_Work order_. When a line in the entries below contains the word "ImageConfig", copy that line.

Stored items:
=== Section Start ===

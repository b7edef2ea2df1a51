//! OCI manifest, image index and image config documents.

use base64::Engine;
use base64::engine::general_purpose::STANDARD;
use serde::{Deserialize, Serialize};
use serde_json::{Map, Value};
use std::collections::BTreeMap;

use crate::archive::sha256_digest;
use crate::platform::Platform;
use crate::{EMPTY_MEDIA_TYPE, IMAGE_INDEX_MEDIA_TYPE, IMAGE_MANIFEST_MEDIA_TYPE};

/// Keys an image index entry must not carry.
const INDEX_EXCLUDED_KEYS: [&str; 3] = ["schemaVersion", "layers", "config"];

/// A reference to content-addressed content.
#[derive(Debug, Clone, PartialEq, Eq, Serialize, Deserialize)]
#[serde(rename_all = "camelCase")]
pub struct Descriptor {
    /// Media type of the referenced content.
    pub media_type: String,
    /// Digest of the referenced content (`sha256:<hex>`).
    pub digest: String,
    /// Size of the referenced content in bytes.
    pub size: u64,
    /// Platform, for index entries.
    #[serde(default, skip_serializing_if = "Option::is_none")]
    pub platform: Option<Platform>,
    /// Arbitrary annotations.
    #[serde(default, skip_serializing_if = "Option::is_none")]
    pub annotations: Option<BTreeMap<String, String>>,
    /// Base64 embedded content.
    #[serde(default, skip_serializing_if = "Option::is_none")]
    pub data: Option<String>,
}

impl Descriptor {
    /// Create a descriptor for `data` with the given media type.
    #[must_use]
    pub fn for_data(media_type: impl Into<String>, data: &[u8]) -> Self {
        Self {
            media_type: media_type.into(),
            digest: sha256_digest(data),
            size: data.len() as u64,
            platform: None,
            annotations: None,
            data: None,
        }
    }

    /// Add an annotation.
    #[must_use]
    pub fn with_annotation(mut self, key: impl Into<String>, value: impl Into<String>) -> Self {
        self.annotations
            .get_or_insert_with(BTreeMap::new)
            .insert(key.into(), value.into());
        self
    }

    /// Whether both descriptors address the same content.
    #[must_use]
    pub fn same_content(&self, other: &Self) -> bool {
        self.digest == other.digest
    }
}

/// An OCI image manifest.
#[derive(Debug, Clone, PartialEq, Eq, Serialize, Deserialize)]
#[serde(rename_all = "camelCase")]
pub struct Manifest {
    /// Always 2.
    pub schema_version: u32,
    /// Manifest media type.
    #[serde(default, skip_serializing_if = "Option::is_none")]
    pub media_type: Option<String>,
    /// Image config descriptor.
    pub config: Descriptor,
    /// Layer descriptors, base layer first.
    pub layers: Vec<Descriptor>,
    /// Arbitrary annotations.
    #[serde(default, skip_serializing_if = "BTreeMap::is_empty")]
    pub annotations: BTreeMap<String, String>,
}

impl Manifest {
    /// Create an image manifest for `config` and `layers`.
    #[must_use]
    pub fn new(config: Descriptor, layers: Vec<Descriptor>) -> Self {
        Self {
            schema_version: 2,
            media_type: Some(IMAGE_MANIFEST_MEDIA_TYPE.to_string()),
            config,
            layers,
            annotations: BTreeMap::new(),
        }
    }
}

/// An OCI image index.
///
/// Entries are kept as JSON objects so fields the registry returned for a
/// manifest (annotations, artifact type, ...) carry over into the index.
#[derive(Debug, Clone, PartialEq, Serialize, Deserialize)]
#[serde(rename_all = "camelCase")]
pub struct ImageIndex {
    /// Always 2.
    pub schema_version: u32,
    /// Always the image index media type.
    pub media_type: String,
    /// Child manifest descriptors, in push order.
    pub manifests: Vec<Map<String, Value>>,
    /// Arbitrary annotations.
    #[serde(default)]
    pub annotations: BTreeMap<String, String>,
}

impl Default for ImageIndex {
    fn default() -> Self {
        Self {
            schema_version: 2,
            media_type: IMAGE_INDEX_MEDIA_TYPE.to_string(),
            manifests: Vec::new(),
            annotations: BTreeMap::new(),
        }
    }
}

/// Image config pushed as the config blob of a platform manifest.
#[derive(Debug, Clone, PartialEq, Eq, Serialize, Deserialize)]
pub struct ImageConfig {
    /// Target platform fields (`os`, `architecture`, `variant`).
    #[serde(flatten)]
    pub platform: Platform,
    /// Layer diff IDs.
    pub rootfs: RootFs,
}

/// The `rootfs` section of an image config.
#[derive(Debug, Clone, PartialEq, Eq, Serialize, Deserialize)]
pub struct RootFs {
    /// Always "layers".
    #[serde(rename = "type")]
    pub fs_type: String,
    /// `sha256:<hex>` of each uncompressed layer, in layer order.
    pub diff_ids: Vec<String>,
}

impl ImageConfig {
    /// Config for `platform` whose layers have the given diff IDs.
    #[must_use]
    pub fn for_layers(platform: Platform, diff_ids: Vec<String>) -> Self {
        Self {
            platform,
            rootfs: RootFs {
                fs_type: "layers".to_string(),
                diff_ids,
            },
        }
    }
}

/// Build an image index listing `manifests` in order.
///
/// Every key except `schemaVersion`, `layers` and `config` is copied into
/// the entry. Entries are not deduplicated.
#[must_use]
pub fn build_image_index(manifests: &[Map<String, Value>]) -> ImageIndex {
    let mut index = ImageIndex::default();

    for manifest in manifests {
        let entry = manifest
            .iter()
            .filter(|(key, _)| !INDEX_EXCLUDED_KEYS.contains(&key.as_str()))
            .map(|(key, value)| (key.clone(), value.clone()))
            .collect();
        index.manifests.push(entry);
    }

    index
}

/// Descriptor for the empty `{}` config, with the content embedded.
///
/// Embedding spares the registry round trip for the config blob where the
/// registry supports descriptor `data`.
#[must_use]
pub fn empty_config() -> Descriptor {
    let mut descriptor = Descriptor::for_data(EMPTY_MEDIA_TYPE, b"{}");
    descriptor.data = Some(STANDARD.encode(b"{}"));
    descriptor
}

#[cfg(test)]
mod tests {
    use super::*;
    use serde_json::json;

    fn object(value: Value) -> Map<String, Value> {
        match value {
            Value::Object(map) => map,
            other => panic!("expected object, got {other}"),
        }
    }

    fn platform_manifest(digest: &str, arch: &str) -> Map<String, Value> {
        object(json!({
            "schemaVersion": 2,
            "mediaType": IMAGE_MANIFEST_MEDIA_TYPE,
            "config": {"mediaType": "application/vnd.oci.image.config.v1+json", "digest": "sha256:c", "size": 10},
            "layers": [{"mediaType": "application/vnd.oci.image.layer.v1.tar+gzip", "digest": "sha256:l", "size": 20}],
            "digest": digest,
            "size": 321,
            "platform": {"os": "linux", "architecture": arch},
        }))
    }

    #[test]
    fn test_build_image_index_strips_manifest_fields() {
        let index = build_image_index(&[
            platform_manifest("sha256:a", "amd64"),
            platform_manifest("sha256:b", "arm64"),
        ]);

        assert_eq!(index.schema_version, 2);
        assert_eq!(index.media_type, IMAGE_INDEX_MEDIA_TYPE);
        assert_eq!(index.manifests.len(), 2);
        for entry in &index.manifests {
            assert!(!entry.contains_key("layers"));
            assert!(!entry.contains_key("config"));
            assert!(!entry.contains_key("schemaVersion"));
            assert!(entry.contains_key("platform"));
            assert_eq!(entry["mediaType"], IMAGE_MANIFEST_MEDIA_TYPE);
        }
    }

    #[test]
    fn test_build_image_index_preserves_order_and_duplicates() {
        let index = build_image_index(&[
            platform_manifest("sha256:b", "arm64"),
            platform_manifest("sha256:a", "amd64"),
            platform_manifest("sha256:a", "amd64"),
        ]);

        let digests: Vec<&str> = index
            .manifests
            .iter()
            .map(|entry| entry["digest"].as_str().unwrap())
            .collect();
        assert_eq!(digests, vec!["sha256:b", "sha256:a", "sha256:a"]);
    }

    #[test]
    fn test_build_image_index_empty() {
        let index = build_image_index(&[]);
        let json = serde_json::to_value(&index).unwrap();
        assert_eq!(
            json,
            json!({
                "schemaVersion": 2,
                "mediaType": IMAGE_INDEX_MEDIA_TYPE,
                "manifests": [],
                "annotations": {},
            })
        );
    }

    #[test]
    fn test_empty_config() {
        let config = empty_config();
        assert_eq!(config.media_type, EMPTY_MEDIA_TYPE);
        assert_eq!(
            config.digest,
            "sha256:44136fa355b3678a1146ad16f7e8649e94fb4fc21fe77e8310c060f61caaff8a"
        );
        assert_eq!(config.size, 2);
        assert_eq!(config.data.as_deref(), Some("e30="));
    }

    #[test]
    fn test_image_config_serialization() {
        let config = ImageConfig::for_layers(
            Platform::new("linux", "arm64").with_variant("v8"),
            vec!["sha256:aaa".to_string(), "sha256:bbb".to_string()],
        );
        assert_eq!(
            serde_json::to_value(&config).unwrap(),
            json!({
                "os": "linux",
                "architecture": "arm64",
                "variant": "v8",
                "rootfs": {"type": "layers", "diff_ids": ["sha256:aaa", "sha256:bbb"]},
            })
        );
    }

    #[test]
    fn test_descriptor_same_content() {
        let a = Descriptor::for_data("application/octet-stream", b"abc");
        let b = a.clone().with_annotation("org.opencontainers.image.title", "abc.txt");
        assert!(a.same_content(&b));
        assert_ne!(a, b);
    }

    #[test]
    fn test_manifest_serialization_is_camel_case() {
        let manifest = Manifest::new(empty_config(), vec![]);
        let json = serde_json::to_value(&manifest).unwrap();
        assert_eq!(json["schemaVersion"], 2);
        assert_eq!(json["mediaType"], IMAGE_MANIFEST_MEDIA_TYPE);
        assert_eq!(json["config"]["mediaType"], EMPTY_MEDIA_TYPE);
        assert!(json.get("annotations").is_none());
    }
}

=== Section End ===

_Exercise output_.
pub struct ImageConfig {
impl ImageConfig {
        let config = ImageConfig::for_layers(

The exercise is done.